Records shown Start Marker

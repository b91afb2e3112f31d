//! Tunable simulation parameters.

use crate::{CoreError, CoreResult, PLANE_MAX, PLANE_MIN};

/// Kinematic and waypoint parameters shared by the simulator and coordinator.
///
/// The defaults reproduce the reference behavior: 0.15 plane-units per tick,
/// a 0.5-unit arrival radius, and demo waypoints drawn from the inner
/// `[10,90]×[10,90]` square so drivers never hug the plane edge.
#[derive(Clone, Debug)]
#[cfg_attr(feature = "serde", derive(serde::Serialize, serde::Deserialize))]
pub struct SimParams {
    /// Distance a busy driver covers per tick, in plane units.
    pub speed_per_tick: f32,

    /// A driver closer than this to its destination has arrived.  Must be
    /// larger than `speed_per_tick` or a driver could orbit the destination
    /// forever, overshooting each tick.
    pub arrival_epsilon: f32,

    /// Lower bound (both axes) for generated demo waypoints.
    pub waypoint_min: f32,

    /// Upper bound (both axes) for generated demo waypoints.
    pub waypoint_max: f32,
}

impl SimParams {
    /// Validate field relationships.
    ///
    /// # Errors
    ///
    /// Speed and epsilon must be positive with `epsilon > speed` (see the
    /// field docs); waypoint bounds must be ordered and on the plane.
    pub fn validated(self) -> CoreResult<Self> {
        if self.speed_per_tick <= 0.0 {
            return Err(CoreError::Params(format!(
                "speed_per_tick must be positive, got {}",
                self.speed_per_tick
            )));
        }
        if self.arrival_epsilon <= self.speed_per_tick {
            return Err(CoreError::Params(format!(
                "arrival_epsilon ({}) must exceed speed_per_tick ({})",
                self.arrival_epsilon, self.speed_per_tick
            )));
        }
        if self.waypoint_min >= self.waypoint_max
            || self.waypoint_min < PLANE_MIN
            || self.waypoint_max > PLANE_MAX
        {
            return Err(CoreError::Params(format!(
                "waypoint bounds [{}, {}] must be ordered and within [{PLANE_MIN}, {PLANE_MAX}]",
                self.waypoint_min, self.waypoint_max
            )));
        }
        Ok(self)
    }
}

impl Default for SimParams {
    fn default() -> Self {
        Self {
            speed_per_tick:  0.15,
            arrival_epsilon: 0.5,
            waypoint_min:    10.0,
            waypoint_max:    90.0,
        }
    }
}
//! The per-cycle result summary.

use std::fmt;

use dispatch_core::{DriverId, OrderId};

/// Why a proposed pair was not applied.
#[derive(Copy, Clone, Debug, PartialEq, Eq)]
pub enum SkipReason {
    /// Pair referenced an order id that was not in the request.
    UnknownOrder,
    /// Pair referenced a driver id that was not in the request.
    UnknownDriver,
    /// The order picked up a driver earlier in this batch (double-booked order).
    OrderAlreadyAssigned,
    /// The order left `Processing`/`Shipped` between snapshot and apply.
    OrderNotDeliverable,
    /// The driver was no longer idle — typically double-booked earlier in
    /// the same batch.  The order-side assignment was unwound.
    DriverNotAvailable,
}

impl fmt::Display for SkipReason {
    fn fmt(&self, f: &mut fmt::Formatter<'_>) -> fmt::Result {
        let s = match self {
            SkipReason::UnknownOrder         => "unknown order id",
            SkipReason::UnknownDriver        => "unknown driver id",
            SkipReason::OrderAlreadyAssigned => "order already assigned",
            SkipReason::OrderNotDeliverable  => "order no longer deliverable",
            SkipReason::DriverNotAvailable   => "driver not available",
        };
        f.write_str(s)
    }
}

/// A pair the cycle skipped, with the reason.
#[derive(Copy, Clone, Debug, PartialEq, Eq)]
pub struct SkippedPair {
    pub order_id: OrderId,
    pub driver_id: DriverId,
    pub reason: SkipReason,
}

/// What one dispatch cycle accomplished.
///
/// `run_dispatch_cycle` never fails; a cycle that could not assign anything
/// reports `assigned == 0` here and the caller decides whether to alert.
#[derive(Debug, Default)]
pub struct CycleSummary {
    /// Pairs applied: order assigned AND driver claimed.
    pub assigned: usize,
    /// Pairs proposed but not applied.
    pub skipped: Vec<SkippedPair>,
    /// Set when the optimizer failed or timed out (zero assignments, retry
    /// on the next cycle).
    pub optimizer_error: Option<String>,
}

impl CycleSummary {
    /// Summary for a cycle that found no deliverable orders and therefore
    /// never called the optimizer.
    pub fn no_pending() -> Self {
        Self::default()
    }

    pub fn proposed(&self) -> usize {
        self.assigned + self.skipped.len()
    }
}

impl fmt::Display for CycleSummary {
    fn fmt(&self, f: &mut fmt::Formatter<'_>) -> fmt::Result {
        match &self.optimizer_error {
            Some(e) => write!(f, "0 assigned, retry pending ({e})"),
            None => write!(f, "{} assigned, {} skipped", self.assigned, self.skipped.len()),
        }
    }
}
use dispatch_core::OrderId;
use thiserror::Error;

use crate::OrderStatus;

#[derive(Debug, Error)]
pub enum LedgerError {
    #[error("order {0} not found")]
    NotFound(OrderId),

    #[error("order {id} already in ledger")]
    DuplicateId { id: OrderId },

    #[error("order {id}: cannot move {from} → {to} (not adjacent)")]
    InvalidTransition {
        id:   OrderId,
        from: OrderStatus,
        to:   OrderStatus,
    },

    #[error("order {0} already has a driver assigned")]
    AlreadyAssigned(OrderId),

    #[error("order {id} is {status}, not deliverable")]
    NotDeliverable { id: OrderId, status: OrderStatus },
}

pub type LedgerResult<T> = Result<T, LedgerError>;
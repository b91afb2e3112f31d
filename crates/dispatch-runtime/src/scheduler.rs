//! The `TickScheduler` — one spawned task, one tick per interval firing.

use std::sync::Arc;

use tokio::task::JoinHandle;
use tokio::time::MissedTickBehavior;
use tokio_util::sync::CancellationToken;
use tracing::{debug, warn};

use dispatch_core::{SimParams, TickClock};
use dispatch_coord::RouteCompletion;
use dispatch_sim::{NextWaypointPolicy, SeekEngine, TickObserver};

use crate::{RuntimeError, RuntimeResult, SharedFleet};

struct Running {
    cancel: CancellationToken,
    handle: JoinHandle<TickClock>,
}

/// Drives [`SeekEngine::tick`] on a fixed cadence.
///
/// The scheduler holds the clock while stopped and lends it to the spawned
/// task while running; [`stop`][Self::stop] reclaims it, so tick numbering is
/// continuous across stop/start pairs.  One scheduler, one task: a second
/// `start` while running is refused rather than stacked.
pub struct TickScheduler {
    fleet: SharedFleet,
    params: SimParams,
    clock: TickClock,
    running: Option<Running>,
}

impl TickScheduler {
    pub fn new(fleet: SharedFleet, params: SimParams, clock: TickClock) -> Self {
        Self {
            fleet,
            params,
            clock,
            running: None,
        }
    }

    pub fn is_running(&self) -> bool {
        self.running.is_some()
    }

    /// The clock as of the last stop (or construction).  While the task is
    /// running the live tick is ahead of this value.
    pub fn clock(&self) -> &TickClock {
        &self.clock
    }

    /// Spawn the tick task.
    ///
    /// The task owns `policy`, `observer`, and `completion` for its lifetime.
    /// Each firing advances the clock, takes the fleet lock, and runs one
    /// synchronous engine tick; missed firings are delayed, not bunched, so a
    /// stalled executor never produces a burst of catch-up ticks.  Drivers
    /// the tick released are handed to `completion` after the fleet lock is
    /// dropped, so a ledger-aware hook can lock the ledger without breaking
    /// the ledger-then-fleet ordering.
    ///
    /// # Errors
    ///
    /// `AlreadyRunning` if the task is active.
    pub fn start<P, O, C>(
        &mut self,
        mut policy: P,
        mut observer: O,
        mut completion: C,
    ) -> RuntimeResult<()>
    where
        P: NextWaypointPolicy + 'static,
        O: TickObserver + 'static,
        C: RouteCompletion + 'static,
    {
        if self.running.is_some() {
            return Err(RuntimeError::AlreadyRunning);
        }

        let fleet = Arc::clone(&self.fleet);
        let engine = SeekEngine::new(self.params.clone());
        let mut clock = self.clock.clone();
        let cancel = CancellationToken::new();
        let token = cancel.clone();

        let handle = tokio::spawn(async move {
            let mut interval = tokio::time::interval(clock.interval());
            interval.set_missed_tick_behavior(MissedTickBehavior::Delay);
            // The first firing is immediate; consume it so tick 1 lands one
            // full interval after start.
            interval.tick().await;

            loop {
                tokio::select! {
                    _ = token.cancelled() => break,
                    _ = interval.tick() => {
                        clock.advance();
                        let now = clock.current_tick;
                        let result = {
                            let mut fleet = fleet.lock();
                            engine.tick(&mut fleet, &mut policy, now, &mut observer)
                        };
                        match result {
                            Ok(report) => {
                                if !report.arrived.is_empty() {
                                    debug!(
                                        tick = %now,
                                        arrived = report.arrived.len(),
                                        released = report.released.len(),
                                        rerouted = report.rerouted,
                                        "arrivals resolved"
                                    );
                                }
                                // Fleet lock is dropped; report finished routes.
                                for &id in &report.released {
                                    completion.on_route_complete(id);
                                }
                            }
                            Err(e) => warn!(tick = %now, error = %e, "tick failed"),
                        }
                    }
                }
            }
            clock
        });

        self.running = Some(Running { cancel, handle });
        Ok(())
    }

    /// Cancel the tick task, wait for it to finish its current tick, and
    /// reclaim the clock.  Returns the clock as of shutdown.
    ///
    /// # Errors
    ///
    /// `NotRunning` if there is no task; `TickTask` if the task panicked.
    pub async fn stop(&mut self) -> RuntimeResult<TickClock> {
        let Running { cancel, handle } = self.running.take().ok_or(RuntimeError::NotRunning)?;
        cancel.cancel();
        self.clock = handle.await?;
        debug!(clock = %self.clock, "tick task stopped");
        Ok(self.clock.clone())
    }
}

Records shown End Marker

What the exercise asks: Repeat the entries above exactly, beginning at their first line and ending with the line that contains "pub fn validated(self)", with nothing added.

Solution below:
repository b91afb2e3112f31d
//! Tunable simulation parameters.

use crate::{CoreError, CoreResult, PLANE_MAX, PLANE_MIN};

/// Kinematic and waypoint parameters shared by the simulator and coordinator.
///
/// The defaults reproduce the reference behavior: 0.15 plane-units per tick,
/// a 0.5-unit arrival radius, and demo waypoints drawn from the inner
/// `[10,90]×[10,90]` square so drivers never hug the plane edge.
#[derive(Clone, Debug)]
#[cfg_attr(feature = "serde", derive(serde::Serialize, serde::Deserialize))]
pub struct SimParams {
    /// Distance a busy driver covers per tick, in plane units.
    pub speed_per_tick: f32,

    /// A driver closer than this to its destination has arrived.  Must be
    /// larger than `speed_per_tick` or a driver could orbit the destination
    /// forever, overshooting each tick.
    pub arrival_epsilon: f32,

    /// Lower bound (both axes) for generated demo waypoints.
    pub waypoint_min: f32,

    /// Upper bound (both axes) for generated demo waypoints.
    pub waypoint_max: f32,
}

impl SimParams {
    /// Validate field relationships.
    ///
    /// # Errors
    ///
    /// Speed and epsilon must be positive with `epsilon > speed` (see the
    /// field docs); waypoint bounds must be ordered and on the plane.
    pub fn validated(self) -> CoreResult<Self> {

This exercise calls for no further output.